COMMISSIONER OF CORRECTION

No. AC 42894

Court of Appeals of Connecticut

August 4, 2020

Argued March 12, 2020.

Procedural History

Petition for a writ of habeas corpus, brought to the Superior Court in the judicial district of Tolland, where the court, Bhatt, J., rendered judgment declining to issue a writ of habeas corpus; thereafter, the court denied the petition for certification to appeal, and the petitioner appealed to this court. Appeal dismissed.

Deborah G. Stevenson, assigned counsel, for the appellant (petitioner).

Zenobia G. Graham-Days, assistant attorney general, with whom, on the brief, were William Tong, attorney general, and Clare Kindall, solicitor general, for the appellee (respondent).

DiPentima, C. J., and Moll and Flynn, Js. [*]

OPINION

MOLL, J.

The petitioner, Jerry Lewis Whistnant, appeals following the denial of his petition for certification to appeal from the judgment of the habeas court declining to issue a writ of habeas corpus for lack of subject matter jurisdiction pursuant to Practice Book § 23-24 (a) (1).[1] On appeal, the petitioner claims that the court improperly (1) denied his petition for certification to appeal, (2) declined to issue the writ of habeas corpus pursuant to § 23-24 (a) (1) without conducting a hearing, and (3) concluded that it lacked subject matter jurisdiction over the claims raised in his petition for a writ of habeas corpus. We conclude that the habeas court did not abuse its discretion in denying the petitioner's petition for certification to appeal, and, therefore, we dismiss the appeal.

The following facts, procedural history, and statutory history are relevant to our disposition of the appeal. On September 27, 2008, the petitioner was arrested and charged with robbery in the first degree in violation of General Statutes § 53a-134 (a) (4).2 On May 8, 2009, after the petitioner pleaded guilty to the charge, the trial court, Alexander, J., sentenced him to fifteen years of incarceration, followed by three years of special parole. The petitioner did not appeal from the judgment of conviction. As a result of his conviction, the petitioner remains in the custody of the respondent, the Commissioner of Correction.

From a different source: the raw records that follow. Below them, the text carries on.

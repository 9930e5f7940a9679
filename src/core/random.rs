//! Deterministic RNG owned by the simulation.
//!
//! Same xorshift32 the engine always used; seeded from `SimConfig::seed` so
//! two runs over the same initial state produce identical particle arrays.

/// Xorshift32 random number generator
#[inline]
pub fn xorshift32(state: &mut u32) -> u32 {
    let mut x = *state;
    x ^= x << 13;
    x ^= x >> 17;
    x ^= x << 5;
    *state = x;
    x
}

#[derive(Clone, Debug)]
pub struct SimRng {
    state: u32,
}

impl SimRng {
    pub fn new(seed: u32) -> Self {
        // xorshift has a fixed point at zero
        let state = if seed == 0 { 0x9E37_79B9 } else { seed };
        Self { state }
    }

    #[inline]
    pub fn next_u32(&mut self) -> u32 {
        xorshift32(&mut self.state)
    }

    /// Uniform in `[0, n)`; `n == 0` yields 0.
    #[inline]
    pub fn below(&mut self, n: u32) -> u32 {
        if n == 0 {
            return 0;
        }
        self.next_u32() % n
    }

    /// Uniform in `[-1.0, 1.0)`
    #[inline]
    pub fn signed_unit(&mut self) -> f32 {
        (self.next_u32() >> 8) as f32 / (1u32 << 23) as f32 - 1.0
    }

    /// Random neighbour offset in the 3x3 ring (never (0, 0))
    #[inline]
    pub fn neighbour(&mut self) -> (i32, i32) {
        const RING: [(i32, i32); 8] = [
            (-1, -1), (0, -1), (1, -1),
            (-1, 0),           (1, 0),
            (-1, 1),  (0, 1),  (1, 1),
        ];
        RING[(self.next_u32() & 7) as usize]
    }

    pub fn state(&self) -> u32 {
        self.state
    }
}
//! Generic per-particle physics
//!
//! Velocity integration inputs for the dispatch loop: particle/air drag
//! coupling and the per-tick velocity update (loss, advection, gravity,
//! diffusion). Moving along the resulting velocity is the resolver's job.

mod forces;

pub use forces::{accelerate, drag_air};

At the time that the petitioner committed the robbery on September 27, 2008, General Statutes (Rev. to 2007) § 54-125a (b) (2), as amended during a special session in January, 2008; see Public Acts, Spec. Sess., January, 2008, No. 08-1, § 5; provided in relevant part: ‘‘A person convicted of . . . (B) an offense, other than [certain parole ineligible offenses], where the underlying facts and circumstances of the offense involve the use, attempted use or threatened use of physical force against another person shall be ineligible for parole under subsection (a) of this section until such person has served not less than eighty-five per cent of the definite sentence imposed. . . .''3 The crime of robbery in the first degree fell within this class of violent offenses. See Holliday v. Commissioner of Correction, 184 Conn.App. 228, 231 n.2, 194 A.3d 867 (2018) (‘‘robbery in the first degree . . . involves the [use] or threat-en[ed] . . . immediate use of physical force upon another person'' (internal quotation marks omitted)), cert. granted on other grounds, 335 Conn. 901, 225 A.3d 960 (2020). Therefore, at the time that he had committed the robbery, the petitioner was ineligible for parole until he had served no less than 85 percent of his sentence.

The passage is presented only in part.